RECORDED INFORMATION section start

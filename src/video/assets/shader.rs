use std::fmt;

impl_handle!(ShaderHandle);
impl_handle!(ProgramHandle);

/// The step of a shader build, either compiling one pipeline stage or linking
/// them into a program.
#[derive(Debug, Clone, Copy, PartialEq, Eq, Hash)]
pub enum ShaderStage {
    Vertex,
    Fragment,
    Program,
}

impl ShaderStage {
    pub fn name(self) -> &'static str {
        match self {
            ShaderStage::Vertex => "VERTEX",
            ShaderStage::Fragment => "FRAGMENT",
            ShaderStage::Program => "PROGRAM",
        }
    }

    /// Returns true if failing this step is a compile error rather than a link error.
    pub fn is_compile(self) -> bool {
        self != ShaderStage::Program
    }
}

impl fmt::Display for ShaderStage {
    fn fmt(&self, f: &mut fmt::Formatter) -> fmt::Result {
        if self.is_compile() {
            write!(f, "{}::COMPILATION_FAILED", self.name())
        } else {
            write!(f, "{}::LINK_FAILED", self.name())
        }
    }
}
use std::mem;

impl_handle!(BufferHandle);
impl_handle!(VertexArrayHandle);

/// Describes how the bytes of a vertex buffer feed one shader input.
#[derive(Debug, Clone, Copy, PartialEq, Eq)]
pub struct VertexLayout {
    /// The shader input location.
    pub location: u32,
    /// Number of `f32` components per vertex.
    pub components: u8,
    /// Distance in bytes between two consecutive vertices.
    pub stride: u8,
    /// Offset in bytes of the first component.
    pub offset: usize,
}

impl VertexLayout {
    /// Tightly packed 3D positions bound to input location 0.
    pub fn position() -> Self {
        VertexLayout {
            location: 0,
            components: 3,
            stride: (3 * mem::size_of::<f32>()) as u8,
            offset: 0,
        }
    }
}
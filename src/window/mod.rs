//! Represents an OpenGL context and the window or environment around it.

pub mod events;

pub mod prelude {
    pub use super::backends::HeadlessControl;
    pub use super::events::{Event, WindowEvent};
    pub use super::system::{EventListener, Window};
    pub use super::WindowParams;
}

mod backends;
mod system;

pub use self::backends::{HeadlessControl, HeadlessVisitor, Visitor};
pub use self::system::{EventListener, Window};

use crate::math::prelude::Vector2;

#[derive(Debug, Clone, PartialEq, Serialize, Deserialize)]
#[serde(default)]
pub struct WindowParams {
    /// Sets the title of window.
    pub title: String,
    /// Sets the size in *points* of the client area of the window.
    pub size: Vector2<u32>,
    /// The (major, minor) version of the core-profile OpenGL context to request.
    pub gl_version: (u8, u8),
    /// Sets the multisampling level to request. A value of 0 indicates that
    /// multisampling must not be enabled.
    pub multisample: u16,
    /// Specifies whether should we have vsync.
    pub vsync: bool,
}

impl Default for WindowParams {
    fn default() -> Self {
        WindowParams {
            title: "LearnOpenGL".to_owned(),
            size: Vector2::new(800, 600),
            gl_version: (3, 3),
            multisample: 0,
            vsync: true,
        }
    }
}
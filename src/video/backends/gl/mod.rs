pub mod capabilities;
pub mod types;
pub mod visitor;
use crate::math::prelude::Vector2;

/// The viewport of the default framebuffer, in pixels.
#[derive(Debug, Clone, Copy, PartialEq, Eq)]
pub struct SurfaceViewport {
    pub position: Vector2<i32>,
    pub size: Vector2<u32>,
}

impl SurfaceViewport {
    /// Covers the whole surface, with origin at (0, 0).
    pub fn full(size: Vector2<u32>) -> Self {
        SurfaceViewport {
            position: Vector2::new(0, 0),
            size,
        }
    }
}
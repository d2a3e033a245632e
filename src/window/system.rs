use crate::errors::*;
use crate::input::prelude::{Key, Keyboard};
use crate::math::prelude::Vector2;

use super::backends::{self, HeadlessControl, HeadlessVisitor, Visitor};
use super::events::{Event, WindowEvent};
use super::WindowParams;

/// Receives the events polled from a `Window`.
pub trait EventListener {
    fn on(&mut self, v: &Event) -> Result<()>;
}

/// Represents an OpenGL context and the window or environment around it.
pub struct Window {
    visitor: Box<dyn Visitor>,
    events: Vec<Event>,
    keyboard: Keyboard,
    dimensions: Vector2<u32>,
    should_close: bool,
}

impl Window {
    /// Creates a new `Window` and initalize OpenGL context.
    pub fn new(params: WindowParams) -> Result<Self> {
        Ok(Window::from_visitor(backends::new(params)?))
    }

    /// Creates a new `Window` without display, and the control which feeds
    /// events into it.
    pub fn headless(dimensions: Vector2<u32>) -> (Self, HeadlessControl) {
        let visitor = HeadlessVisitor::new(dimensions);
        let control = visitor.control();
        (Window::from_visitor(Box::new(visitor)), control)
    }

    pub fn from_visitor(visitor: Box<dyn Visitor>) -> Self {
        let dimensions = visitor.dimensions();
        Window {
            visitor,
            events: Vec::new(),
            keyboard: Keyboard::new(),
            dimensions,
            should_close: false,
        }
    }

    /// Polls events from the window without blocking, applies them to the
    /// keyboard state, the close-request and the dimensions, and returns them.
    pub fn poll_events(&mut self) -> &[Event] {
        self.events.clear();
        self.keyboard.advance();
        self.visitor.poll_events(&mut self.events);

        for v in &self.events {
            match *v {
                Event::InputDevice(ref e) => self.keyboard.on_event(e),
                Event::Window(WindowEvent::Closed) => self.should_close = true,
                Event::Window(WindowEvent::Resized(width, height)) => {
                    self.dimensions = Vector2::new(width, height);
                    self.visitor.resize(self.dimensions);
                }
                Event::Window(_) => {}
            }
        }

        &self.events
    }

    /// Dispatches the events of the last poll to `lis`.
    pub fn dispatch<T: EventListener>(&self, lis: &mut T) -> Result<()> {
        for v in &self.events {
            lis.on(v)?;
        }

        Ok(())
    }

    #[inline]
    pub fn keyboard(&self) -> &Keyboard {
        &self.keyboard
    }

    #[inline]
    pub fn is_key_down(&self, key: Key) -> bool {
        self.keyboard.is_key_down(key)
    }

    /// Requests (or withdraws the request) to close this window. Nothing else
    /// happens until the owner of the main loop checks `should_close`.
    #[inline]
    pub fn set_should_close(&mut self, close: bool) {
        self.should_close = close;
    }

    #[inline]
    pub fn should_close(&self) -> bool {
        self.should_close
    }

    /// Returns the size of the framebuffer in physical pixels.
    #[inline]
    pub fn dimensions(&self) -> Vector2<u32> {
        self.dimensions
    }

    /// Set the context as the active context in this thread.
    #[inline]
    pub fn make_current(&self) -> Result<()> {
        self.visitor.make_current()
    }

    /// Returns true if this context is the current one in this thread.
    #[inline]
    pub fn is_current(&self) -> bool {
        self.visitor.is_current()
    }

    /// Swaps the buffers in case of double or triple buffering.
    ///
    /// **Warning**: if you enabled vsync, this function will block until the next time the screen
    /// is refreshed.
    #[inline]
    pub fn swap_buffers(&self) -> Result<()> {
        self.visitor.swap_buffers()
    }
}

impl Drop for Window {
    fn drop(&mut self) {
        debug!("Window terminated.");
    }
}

RECORDED INFORMATION section end

HOW TO COMPLETE THIS TASK:
Reproduce every line of the records containing the string "request".

EXERCISE ANSWER:
    /// The (major, minor) version of the core-profile OpenGL context to request.
    /// Sets the multisampling level to request. A value of 0 indicates that
    /// keyboard state, the close-request and the dimensions, and returns them.
    /// Requests (or withdraws the request) to close this window. Nothing else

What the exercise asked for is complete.